By Martha Bouchard, Program Director
What feeds a community?
There are the rote answers: food, water, shelter. But let’s assume your basic needs are being met. What comes next?
For me, it is being part of a community that allows space for people to learn, grow and change.
One of my greatest joys in working for Pacific Quest wilderness therapy program is being a part of a community that is not only open to change, but embraces it. As a leader in the Pacific Quest ohana, I often find myself working within teams to evaluate the effectiveness of each of our systems and resources, creating goals to improve each of those systems, and reflecting on our sustainable growth, as individuals and as an organization.
One of our recent undertakings as part of this process has been the visioning of a 3rd addition of our student curriculum. This new version will be organized to best reflect the building blocks of Sustainable Growth, and will thus mirror a student’s journey of exploring their Sustainable Well-Being, the Sustainable Self, a Sustainable Garden, a Sustainable Community and, ultimately, a Sustainable Transition.

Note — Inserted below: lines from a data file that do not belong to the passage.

use std::time::{Duration, Instant};

use anyhow::Result;
use crossterm::event::{self, Event, KeyCode, KeyEvent, KeyEventKind, KeyModifiers};
use ratatui::DefaultTerminal;
use ratatui::buffer::Buffer;
use ratatui::layout::{Constraint, Layout, Rect};

use crate::pane::Pane;

/// Longest wait for terminal input between two loop iterations.
const EVENT_WAIT: Duration = Duration::from_millis(5);

#[derive(Clone, Copy, Debug, PartialEq, Eq)]
pub enum AppState {
    Running,
    Quitting,
}

/// The terminal session: independent panes stacked top to bottom.
///
/// The loop is single-threaded; each pane brings its own capture thread and,
/// for the offloaded backend, its own worker.
pub struct App {
    pub state: AppState,
    panes: Vec<Pane>,
    areas: Vec<Rect>,
    started: Instant,
}

impl App {
    #[must_use]
    pub fn new(panes: Vec<Pane>) -> Self {
        Self {
            state: AppState::Running,
            areas: vec![Rect::default(); panes.len()],
            panes,
            started: Instant::now(),
        }
    }

    /// Main loop. Returns once a quit key is pressed.
    ///
    /// # Errors
    /// Returns an error if terminal operations fail.
    pub fn run(&mut self, mut terminal: DefaultTerminal) -> Result<()> {
        let size = terminal.size()?;
        self.resize_to(size.width, size.height);
        self.start();

        while self.state == AppState::Running {
            if event::poll(EVENT_WAIT)? {
                self.handle_event(&event::read()?);
                while event::poll(Duration::ZERO)? {
                    self.handle_event(&event::read()?);
                }
            }

            let now_ms = self.started.elapsed().as_secs_f64() * 1000.0;
            if self.step(now_ms) {
                terminal.draw(|frame| self.render(frame.buffer_mut()))?;
            }
        }

        for pane in &mut self.panes {
            pane.dispose();
        }
        Ok(())
    }

    /// Rewind every clip.
    pub fn start(&mut self) {
        for pane in &mut self.panes {
            pane.start();
        }
    }

    /// Step every pane once. Returns `true` if any canvas changed.
    pub fn step(&mut self, now_ms: f64) -> bool {
        self.panes
            .iter_mut()
            .fold(false, |changed, pane| pane.step(now_ms) | changed)
    }

    /// The terminal now has `cols × rows` cells; split them between panes.
    pub fn resize_to(&mut self, cols: u16, rows: u16) {
        self.areas = split(Rect::new(0, 0, cols, rows), self.panes.len());
        for (pane, area) in self.panes.iter_mut().zip(&self.areas) {
            pane.resize_to(area.width, area.height);
        }
    }

    /// Copy every pane into its region of `buf`.
    pub fn render(&self, buf: &mut Buffer) {
        for (pane, &area) in self.panes.iter().zip(&self.areas) {
            pane.render(buf, area.intersection(buf.area));
        }
    }

    /// Dispatch one terminal event.
    pub fn handle_event(&mut self, event: &Event) {
        match *event {
            Event::Key(KeyEvent {
                code,
                modifiers,
                kind: KeyEventKind::Press,
                ..
            }) => match code {
                KeyCode::Char('q') | KeyCode::Esc => self.state = AppState::Quitting,
                KeyCode::Char('c') if modifiers.contains(KeyModifiers::CONTROL) => {
                    self.state = AppState::Quitting;
                }
                _ => {}
            },
            Event::Resize(cols, rows) => self.resize_to(cols, rows),
            Event::FocusGained => self.set_focused(true),
            Event::FocusLost => self.set_focused(false),
            _ => {}
        }
    }

    fn set_focused(&mut self, focused: bool) {
        for pane in &mut self.panes {
            pane.set_focused(focused);
        }
    }

    #[must_use]
    pub fn panes(&self) -> &[Pane] {
        &self.panes
    }
}

/// Equal-height rows, one per pane.
fn split(area: Rect, count: usize) -> Vec<Rect> {
    Layout::vertical(vec![Constraint::Fill(1); count])
        .split(area)
        .to_vec()
}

At the heart of each of these curricular themes we find the word “sustainable”. What does that really mean? Is it possible to truly create a sustainable system, a sustainable curriculum, a sustainable learning community, or sustainable growth, in such a fast paced world?
By definition, in order for something to be sustainable it must be able to be “maintained without depletion”. Students, staff, family members and professionals working with the Pacific Quest community understand that the work we do can feel pretty depleting at times. Each of these roles requires a great deal of time and commitment; physical and emotional output. Frankly there are moments in the process where everyone can feel down right exhausted. So what creates the Sustainable Growth? What is the key to not becoming drained by the process?
At Pacific Quest, we create a sustainable community by acknowledging that the skills which we use to maintain our natural world without depletion are the same skills that can help us to maintain ourselves without depletion. While there are many layers to what we do at Pacific Quest, ultimately it’s pretty simple.
We all know, logically, that you can’t keep taking, harvesting, benefiting from a natural environment and expect that it will keep giving, growing, providing. In order to expect the we can continue to harvest food from the garden we understand that we must honor the change that goes on within it. As the plants grow they absorb the nutrients of the soil and when those plants are harvested, that soil is downright tired. If we kept planting and harvesting in that same soil, if we refused to acknowledge how much it had just put out and didn’t give it the time and resources to replenish it would not be fruitful. So we allow it to rest and be fallow, we nourish it with humus; we take time to prepare it for the next step. Finally when we plant the new seeds we give them plenty of attention to ensure they have all they need to grow. At each step of this process we observe what works and what doesn’t and learn to incorporate that knowledge into the next attempt.
It’s the same approach we take with people whatever role they play in the PQ ohana: student, staff, family member or other professional. We understand that we can not expect an “ah-ha” moment, after an attempt at a new achievement, after emotional risk and still maintain the energy needed to incorporate this knowledge, learn and give to a community, without going through a process similar to that of the garden. We understand and teach that this process can take a lot of energy from our physical (body), mental (mind) and emotional (spirit) reserves and if we do not incorporate techniques to refill these reserves we will feel depleted.
This is why we rest, eat well, exercise, garden, play; it’s why we teach a process of mindfulness and continual observation. This allows us to acknowledge what needs attention and what needs to change in order to take on our next challenge, “ah-ha” moment, attempt at a new achievement and emotional risk in a new way. We acknowledge that we are in a continual process of learning and changing and that we can take on each challenge as an opportunity for lessons learned, and ultimately for growth.
By embracing these techniques at an organizational level we not only practice what we teach, we also provide evidence for the effectiveness of the model as we continue to strengthen our reputation as a leader in the wilderness therapy industry. This truly makes us a Sustainable Community.